Однажды я ее спросил:
— А если мы когда-нибудь расстанемся... Где тогда встретимся?
— У памятника Ленину в Ялте, — она там с бабушкой договаривалась встретиться, если вдруг потеряется.
— Тогда я скажу, когда именно, — давай через десять лет?!
Слова оказались пророческими. Вскоре мы действительно расстались, причем из-за какой-то глупости.
Аня уехала в Америку — у «Класс-Центра» были гастроли. По ее возвращении мы должны были встретиться у памятника Пушкину на Тверской. Как назло, я тогда потерял телефон, а она по какой-то причине не позвонила и не предупредила, что ехать не надо. Я воспринял это как кровную обиду: «Настолько, значит, на меня плевать». Аня пыталась оправдаться, говорила, что заболела, но на следующий день пошла в театр. Мои опасения подтверждались: «Не любит». Я перестал с ней разговаривать и отвечать на звонки. Потом от нее пришло эсэмэс: «Прощай, моя несбывшаяся мечта». Это был удар под дых.
В школе тоже не клеилось. Я — человек, который никогда не полезет в драку, за один день сломал четыре пальца двум своим одноклассникам. Случайная, нелепая история. Хотел сына завуча ударить по попе за то, что придавил меня теннисным столом, а он развернулся и руку подставил. Тем же вечером Эрика подошла ко мне и давай канючить: «Никит, а покажи, как ты Андрею пальцы сломал». Я взял ее два пальца и начал их крутить — хрясь! Наутро оба пришли с гипсом.
В школу, понятно, сразу вызвали маму, а меня заставили писать объяснительную. Я подошел к этому творчески. В итоге меня перевели на домашнее обучение, а в качестве наказания заставили делать за одноклассников уроки, пока у них пальцы не заживут. До окончания девятого класса оставался всего месяц, так что расплату за сломанные конечности я принял мужественно.
Перевод в десятый требовал определенной бюрократической процедуры. Когда мама пришла в школу с новым пакетом документов, ей сказали: «Насчет Никиты еще думают». «Ах, еще думают! — сказал я. — Уходим!» И мы ушли. Мама всегда прислушивалась к тому, что я говорю.
Она нашла мне другое место, где я мог бы учиться, — киношколу. Но первого сентября я пришел на линейку и понял — это не мое. Как «Класс-Центр», только не по-настоящему. Не стал там учиться, а отправился в экстернат на «Войковской». Там я впервые встретился с реальной жизнью: повсюду неискренность, ложь, между одноклассниками четкая иерархия. Я не был изгоем, но меня считали чудаковатым.

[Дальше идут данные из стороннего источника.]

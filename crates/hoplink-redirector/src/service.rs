use crate::error::ResolveError;
use jiff::Timestamp;
use std::sync::Arc;
use std::time::Duration;
use tracing::{debug, trace, warn};

use hoplink_analytics::{ClickRecorder, RequestMetadata};
use hoplink_core::{CachedLink, LinkCache, LinkStore, ShortCode};

/// Service answering redirects through a cache-aside read path.
///
/// Cache hits return immediately and hand the click to the background
/// recorder; the durable store's counters trail real traffic by the
/// queue depth, which is the accepted trade. Cache misses read the
/// store, repopulate the cache, and record the click before responding
/// so first-ever accesses are never lost.
pub struct ResolverService<S, C> {
    store: Arc<S>,
    cache: Arc<C>,
    recorder: ClickRecorder,
    cache_ttl: Duration,
}

// Not derived: the handles are shared, so cloning must not require the
// backends themselves to be cloneable.
impl<S, C> Clone for ResolverService<S, C> {
    fn clone(&self) -> Self {
        Self {
            store: Arc::clone(&self.store),
            cache: Arc::clone(&self.cache),
            recorder: self.recorder.clone(),
            cache_ttl: self.cache_ttl,
        }
    }
}

impl<S: LinkStore, C: LinkCache> ResolverService<S, C> {
    pub fn new(
        store: Arc<S>,
        cache: Arc<C>,
        recorder: ClickRecorder,
        cache_ttl: Duration,
    ) -> Self {
        Self {
            store,
            cache,
            recorder,
            cache_ttl,
        }
    }

    /// Resolves a short code to its destination URL.
    ///
    /// Every cache and store failure short of a store outage on the
    /// miss path degrades softly: a cache error reads as a miss, and
    /// only an unreachable store with nothing cached surfaces as
    /// [`ResolveError::Unavailable`].
    pub async fn resolve(
        &self,
        code: &ShortCode,
        meta: RequestMetadata,
    ) -> Result<String, ResolveError> {
        trace!(code = %code, "resolving short code");

        match self.cache.get(code).await {
            Ok(Some(entry)) => {
                debug!(code = %code, "cache hit");
                self.recorder.dispatch(code.clone(), meta);
                return Ok(entry.destination);
            }
            Ok(None) => {
                trace!(code = %code, "cache miss");
            }
            Err(e) => {
                warn!(code = %code, error = %e, "cache read failed, treating as miss");
            }
        }

        let link = self
            .store
            .find_by_code(code)
            .await
            .map_err(|e| ResolveError::Unavailable(e.to_string()))?
            .ok_or_else(|| ResolveError::NotFound(code.to_string()))?;

        if !link.active {
            debug!(code = %code, "link is soft-deleted");
            return Err(ResolveError::NotFound(code.to_string()));
        }

        if link.is_expired(Timestamp::now()) {
            debug!(code = %code, "link expired, reconciling active flag");
            if let Err(e) = self.store.update_active_flag(code, false).await {
                warn!(code = %code, error = %e, "failed to reconcile expired link");
            }
            return Err(ResolveError::Expired(code.to_string()));
        }

        let entry = CachedLink::from_link(&link);
        if let Err(e) = self.cache.set_with_ttl(code, &entry, self.cache_ttl).await {
            warn!(code = %code, error = %e, "failed to repopulate cache");
        }

        // Cold-cache accesses record inline: a few milliseconds of
        // latency buys deterministic accounting for first hits.
        self.recorder.record_now(code, &meta).await;

        Ok(link.destination)
    }
}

Еще в «Класс-Центре» я решил, что буду поступать в театральный. Хотел в «Щуку», потому что там учился Казарновский. На прослушивании один мастер стукнул кулаком по столу: «Вот же сукин сын!» — и пропустил меня на второй тур. Там меня слил другой мастер. Тогда я решил попробоваться в «Щепку», но мне сказали: «Ну как тебя будет видно со сцены с таким-то ростом?!» Я сразу понял, что тут мне учиться нечему.
Чтобы год не просидеть просто так, пошел вместе с другом детства Пашей Сливой на прослушивание в Детский музыкальный театр юного актера. Художественный руководитель театра Александр Львович Федоров уже был наслышан, кто такой Никита Кукушкин*, — «Класс-Центр» был связан с театральной тусовкой. Он взял меня без раздумий.